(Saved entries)
▽
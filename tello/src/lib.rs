//! Link to a Ryze Tello over its UDP text protocol.
//!
//! Three independent channels, matching the drone's SDK:
//! - commands and replies on `192.168.10.1:8889` ([`Commander`]),
//! - state telemetry pushed by the drone to local port 8890 ([`StateReceiver`]),
//! - the raw H.264 elementary stream on local port 11111 ([`VideoReceiver`]).
//!
//! The receivers own their socket and run on a dedicated thread, feeding a
//! `crossbeam_channel`; the consumer keeps the latest value. Decoding the
//! video stream is the consumer's concern.

#[macro_use]
extern crate log;

mod command;
mod state;
mod video;

pub use command::Commander;
pub use state::{State, StateReceiver};
pub use video::VideoReceiver;

/// Command/response endpoint of the drone on its own access point.
pub const COMMAND_ADDR: &'static str = "192.168.10.1:8889";

/// Local port the drone pushes `key:value;` state packets to.
pub const STATE_PORT: u16 = 8890;

/// Local port the drone streams video datagrams to once `streamon` is sent.
pub const VIDEO_PORT: u16 = 11111;
use crate::device::Device;
use std::fmt;
use std::fmt::{Display, Formatter};
use std::time::{Duration, Instant};
use velocity::Snapshot;

/// One line of operator-facing state: telemetry plus the current command.
#[derive(Debug, Copy, Clone)]
pub struct Readout {
	pub battery: i32,
	pub altitude: i32,
	pub temperature_celsius: f32,
	pub wifi_snr: i32,
	pub velocity: Snapshot,
}

impl Display for Readout {
	fn fmt(&self, f: &mut Formatter<'_>) -> fmt::Result {
		write!(
			f,
			"Battery {}%, Height {} cm, Temperature {:.1}°C, WiFi SNR {} | {}",
			self.battery, self.altitude, self.temperature_celsius, self.wifi_snr, self.velocity
		)
	}
}

pub fn fahrenheit_to_celsius(degrees: f32) -> f32 {
	(degrees - 32.0) * 5.0 / 9.0
}

/// Rate-limited telemetry readout. Telemetry reads are slow-changing and
/// potentially expensive (the SNR is a blocking query), so they happen at
/// most once per wall-clock second regardless of the tick rate.
pub struct ReadoutMonitor {
	fahrenheit_source: bool,
	last_refresh_instant: Option<Instant>,
}

const REFRESH_PERIOD: Duration = Duration::from_secs(1);

impl ReadoutMonitor {
	pub fn new(fahrenheit_source: bool) -> Self {
		Self {
			fahrenheit_source,
			last_refresh_instant: None,
		}
	}

	pub fn refresh(&mut self, device: &mut dyn Device, velocity: Snapshot) {
		if let Some(instant) = self.last_refresh_instant {
			if instant.elapsed() < REFRESH_PERIOD {
				return;
			}
		}

		self.last_refresh_instant = Some(Instant::now());

		match device.telemetry() {
			Ok(telemetry) => {
				let temperature_celsius = if self.fahrenheit_source {
					fahrenheit_to_celsius(telemetry.temperature)
				} else {
					telemetry.temperature
				};

				let readout = Readout {
					battery: telemetry.battery,
					altitude: telemetry.altitude,
					temperature_celsius,
					wifi_snr: telemetry.wifi_snr,
					velocity,
				};

				info!(target: "readout", "{}", readout);
			}
			Err(e) => warn!("Telemetry read failed: {}", e),
		}
	}
}
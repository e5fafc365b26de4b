//! Session logger: a `log` implementation that buffers formatted lines
//! through a channel and writes them to stdout and a per-session file from a
//! background thread, so logging never blocks the control loop.

#[macro_use]
extern crate lazy_static;

use crossbeam_channel::{unbounded, Receiver, RecvTimeoutError, Sender};
use log::{Level, LevelFilter, Log, Metadata, Record, SetLoggerError};
use std::{
	fs::File,
	io,
	io::Write,
	thread,
	thread::JoinHandle,
	time::{Duration, Instant},
};

lazy_static! {
	static ref CHANNEL: (Sender<Message>, Receiver<Message>) = unbounded::<Message>();
	static ref LOGGER: ChannelLogger = ChannelLogger {
		start_instant: Instant::now()
	};
}

enum Message {
	Line(String),
	Flush,
}

/// Owns the session log file and drains the logging channel.
pub struct FlightLog {
	file: File,
	buffer: Vec<String>,
	last_flush_instant: Instant,
}

const FLUSH_PERIOD: Duration = Duration::from_secs(1);
const FLUSH_THRESHOLD: usize = 16;
const RECEIVE_TIMEOUT: Duration = Duration::from_millis(500);

impl FlightLog {
	/// Creates the per-session log file in the working directory.
	pub fn create() -> Result<Self, io::Error> {
		let file_name = chrono::Local::now()
			.format("fpv_%Y-%m-%d_%H-%M-%S.log")
			.to_string();

		Ok(Self {
			file: File::create(file_name)?,
			buffer: Vec::new(),
			last_flush_instant: Instant::now(),
		})
	}

	/// Installs the global logger and spawns the drain thread. Must be
	/// called at most once per process.
	pub fn spawn(mut self, level_filter: LevelFilter) -> Result<JoinHandle<()>, SetLoggerError> {
		log::set_logger(&*LOGGER).map(|()| log::set_max_level(level_filter))?;

		Ok(thread::spawn(move || self.receive_loop()))
	}

	fn receive_loop(&mut self) {
		loop {
			match CHANNEL.1.recv_timeout(RECEIVE_TIMEOUT) {
				Ok(Message::Line(line)) => self.buffer.push(line),
				Ok(Message::Flush) | Err(RecvTimeoutError::Timeout) => self.write_out(),
				Err(RecvTimeoutError::Disconnected) => {
					self.write_out();
					break;
				}
			}

			if self.buffer.len() >= FLUSH_THRESHOLD
				|| self.last_flush_instant.elapsed() >= FLUSH_PERIOD
			{
				self.write_out();
			}
		}
	}

	fn write_out(&mut self) {
		for line in self.buffer.drain(..) {
			println!("{}", line);

			if let Err(e) = writeln!(self.file, "{}", line) {
				// Keep logging to stdout even if the file is gone.
				eprintln!("Failed to write log file: {}", e);
			}
		}

		self.last_flush_instant = Instant::now();
	}
}

struct ChannelLogger {
	start_instant: Instant,
}

impl Log for ChannelLogger {
	fn enabled(&self, _: &Metadata) -> bool {
		true
	}

	fn log(&self, record: &Record) {
		let elapsed = self.start_instant.elapsed().as_secs_f32();

		let line = if record.level() <= Level::Warn {
			format!(
				"[{:9.3}] {:5} {}: {} ({}:{})",
				elapsed,
				record.level(),
				record.target(),
				record.args(),
				record.file_static().unwrap_or("unknown"),
				record.line().unwrap_or(0)
			)
		} else {
			format!(
				"[{:9.3}] {:5} {}: {}",
				elapsed,
				record.level(),
				record.target(),
				record.args()
			)
		};

		// If the drain thread is gone the line is dropped.
		let _ = CHANNEL.0.send(Message::Line(line));
	}

	fn flush(&self) {
		let _ = CHANNEL.0.send(Message::Flush);
	}
}
#[macro_use]
extern crate anyhow;

#[macro_use]
extern crate log;

use crate::app::App;
use crate::config::TryIntoLevelFilter;
use crate::device::Device;
use crate::devices::bench::BenchDevice;
use crate::devices::tello_device::TelloDevice;
use crate::screen::Screen;
use flight_log::FlightLog;
use std::error::Error;

mod app;
mod clock;
mod config;
mod device;
mod devices;
mod mapper;
mod readout;
mod screen;
mod surface;

fn main() -> Result<(), Box<dyn Error>> {
	std::env::set_var("RUST_BACKTRACE", "full");

	// Command line arguments
	const DEVICE_ARG: &'static str = "device";
	const FPS_ARG: &'static str = "fps";

	let args = clap::Command::new("fpv")
		.version(env!("CARGO_PKG_VERSION"))
		.author("Vincent Leporcher <vincent.leporcher@telecom-paris.fr>")
		.arg(
			clap::Arg::new(DEVICE_ARG)
				.long("device")
				.help("Device backend: \"tello\" for the aircraft, \"bench\" for the stand-in")
				.takes_value(true)
				.default_value("tello"),
		)
		.arg(
			clap::Arg::new(FPS_ARG)
				.long("fps")
				.help("Control tick rate in Hz, overrides the configuration file")
				.takes_value(true),
		)
		.get_matches();

	// Configuration
	let mut config = config::read()?;

	if let Some(fps) = args.get_one::<String>(FPS_ARG) {
		config.tick_rate_hz = fps
			.parse()
			.map_err(|_| anyhow!("Invalid tick rate \"{}\"", fps))?;
	}

	config.validate().map_err(|e| anyhow!(e))?;

	// Log
	let level_filter = config
		.log_level_filter
		.try_into_level_filter()
		.map_err(|_| anyhow!("Failed to parse log level filter"))?;

	FlightLog::create()?.spawn(level_filter)?;

	info!("FPV {}", env!("CARGO_PKG_VERSION"));

	// Device backend; a connection failure here aborts startup, there is no
	// partial session.
	let backend = args
		.get_one::<String>(DEVICE_ARG)
		.map(String::as_str)
		.unwrap_or("tello");

	let device: Box<dyn Device> = match backend {
		"tello" => Box::new(TelloDevice::connect(&config)?),
		"bench" => Box::new(BenchDevice::new(config.frame_width, config.frame_height)),
		other => return Err(anyhow!("Unknown device backend \"{}\"", other).into()),
	};

	let mut screen = Screen::open(
		"FPV",
		config.frame_width,
		config.frame_height,
		config.background,
	)?;

	App::new(device, &config).run(&mut screen);

	Ok(())
}
use std::thread;
use std::time::{Duration, Instant};

/// Fixed-rate tick source driven by the monotonic clock. `wait` blocks the
/// caller until the next tick boundary; there is no timer state outside this
/// struct.
pub struct TickClock {
	period: Duration,
	deadline: Instant,
}

impl TickClock {
	pub fn new(rate_hz: u32) -> Self {
		assert!(rate_hz > 0);

		let period = Duration::from_secs(1) / rate_hz;

		Self {
			period,
			deadline: Instant::now() + period,
		}
	}

	pub fn period(&self) -> Duration {
		self.period
	}

	/// Sleeps until the current deadline, then arms the next one. When the
	/// loop body overran the deadline the schedule restarts from now: one
	/// late tick never causes a burst of catch-up ticks.
	pub fn wait(&mut self) {
		let now = Instant::now();

		if self.deadline > now {
			thread::sleep(self.deadline - now);
		}

		let now = Instant::now();

		self.deadline = if now >= self.deadline + self.period {
			now + self.period
		} else {
			self.deadline + self.period
		};
	}
}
△
▶ [AIM OF THE TASK] Wherever a line in the entries above holds "Commander", copy that line.

▶ [FINISHED EXERCISE]
//! - commands and replies on `192.168.10.1:8889` ([`Commander`]),
pub use command::Commander;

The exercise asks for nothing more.